I promised Marie life wouldn’t stop
Marie was born on 11th November 1989, Armistice Day, so there are poppies everywhere, and she passed away on Valentine’s Day 2016. Valentine’s, of all the days! Red roses everywhere. I try to see both as days of life and love, and with her I had both and for that I will always be thankful.
I have thrown myself into volunteering for the local St Helena shop in Coggeshall and I take part in other events planned to raise much needed funds. It gives me a focus I promised Marie life wouldn’t stop. I promised her no tears. Volunteering keeps me out there. It keeps me busy and gives me a focus.
For every book I sell, for every mile I walk from Pier to Pier, I feel that with her in my heart I am making a difference, a difference she would be proud of. She started her fundraising at a very difficult time in her short life, the very least I can do is to continue that, knowing what a massive difference their support meant to us when we needed it most.
You need to have that conversation
I think if you are lucky enough to be given a warning to do the things that are important, I think it is also important to say the things that matter. It doesn’t matter what age you are, you need to have that conversation. It’s not about you telling your relatives how you want to be remembered, it’s about how you get to say to people this is how I’d quite like my final journey to be.

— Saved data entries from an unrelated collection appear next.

//! Error taxonomy for the interpreter.
//!
//! Two channels, per the design: [`FatalError`] unwinds the host call stack
//! and terminates the run; structured errors (produced only by the `test`
//! opcode) are ordinary `serde_json::Value`s built by [`structured_error`]
//! and never unwind.

use serde_json::{json, Value};
use std::fmt;

/// Unrecoverable error. Raised by invariant violations, opcode argument
/// mismatches, unresolvable paths, pointer-stack underflow, and I/O errors.
/// Not catchable inside the language.
#[derive(Debug, thiserror::Error)]
pub enum FatalError {
    /// A stack-consuming opcode ran with fewer operands than it needs.
    #[error("stack underflow in `{op}`: {detail}")]
    StackUnderflow {
        /// Name of the opcode that underflowed.
        op: &'static str,
        /// Human-readable detail (e.g. which operand was missing).
        detail: String,
    },

    /// An opcode argument had the wrong JSON type.
    #[error("type mismatch in `{op}`: {detail}")]
    TypeMismatch {
        /// Name of the opcode.
        op: &'static str,
        /// Human-readable detail.
        detail: String,
    },

    /// A JSON Pointer was syntactically malformed.
    #[error("invalid path `{path}`: {detail}")]
    InvalidPath {
        /// The offending pointer string.
        path: String,
        /// Classification detail (escape, non-decimal index, etc).
        detail: String,
    },

    /// A JSON Pointer was well-formed but did not resolve.
    #[error("path not found: `{path}`")]
    NotFound {
        /// The pointer that failed to resolve.
        path: String,
    },

    /// `load`/`store` hit an I/O or parse error.
    #[error("I/O error at `{path}`: {source}")]
    Io {
        /// File path involved.
        path: String,
        /// Underlying error.
        #[source]
        source: std::io::Error,
    },

    /// A directive's `.` value had a shape the walker cannot classify.
    #[error("invalid directive: {detail}")]
    InvalidDirective {
        /// Human-readable detail.
        detail: String,
    },

    /// A structural invariant was violated (e.g. `stack` is not an array,
    /// root is not an object, residual group nesting).
    #[error("assertion failure: {detail}")]
    AssertionFailure {
        /// Human-readable detail.
        detail: String,
    },
}

impl FatalError {
    /// Name of the opcode that raised this error, if any. Used by the CLI
    /// to decide whether a diagnostic header should name an opcode.
    pub fn opcode(&self) -> Option<&'static str> {
        match self {
            FatalError::StackUnderflow { op, .. } | FatalError::TypeMismatch { op, .. } => {
                Some(op)
            }
            _ => None,
        }
    }

    /// The error taxonomy kind string from spec §7, used in diagnostics and
    /// in structured-error `kind` fields.
    pub fn kind(&self) -> &'static str {
        match self {
            FatalError::StackUnderflow { .. } => "stack_underflow",
            FatalError::TypeMismatch { .. } => "type_mismatch",
            FatalError::InvalidPath { .. } => "invalid_path",
            FatalError::NotFound { .. } => "not_found",
            FatalError::Io { .. } => "io_error",
            FatalError::InvalidDirective { .. } => "invalid_directive",
            FatalError::AssertionFailure { .. } => "assertion_failure",
        }
    }
}

/// Build a structured error object per spec §6:
/// `{ error: true, kind, message, details }`. Pushed onto the operand
/// stack by the `test` opcode; never raised as a Rust error.
pub fn structured_error(kind: &str, message: impl fmt::Display, details: Value) -> Value {
    json!({
        "error": true,
        "kind": kind,
        "message": message.to_string(),
        "details": details,
    })
}

/// Convenience: build the `test_failure` structured error from spec §8 S6.
pub fn test_failure(expected: &Value, actual: &Value) -> Value {
    structured_error(
        "test_failure",
        "subset match failed",
        json!({ "expected": expected, "actual": actual }),
    )
}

Even if you don’t go down as far as Marie with the colour scheme and the flowers. But certainly your wishes. This is where I’d quite like to be at when my journey ends. I think that the way our busy lives are now, you can never have that conversation too early. We had a bit of time, we had warning, but some people don’t.
We should be getting there in the way we communicate and say it out loud. It makes it more bearable for the people left behind. Don’t write your final wishes in a book hidden for your loved ones to find at some point; say it out loud. Even you feel your family is too close, tell a trusted friend. When you are no longer here it will be much more bearable for your loved ones, knowing they respected your wishes and did right by you.
As individuals we have loved and lost, as a family we have changed forever. I have nothing but pride and love in my heart, I was lucky to be her Mum.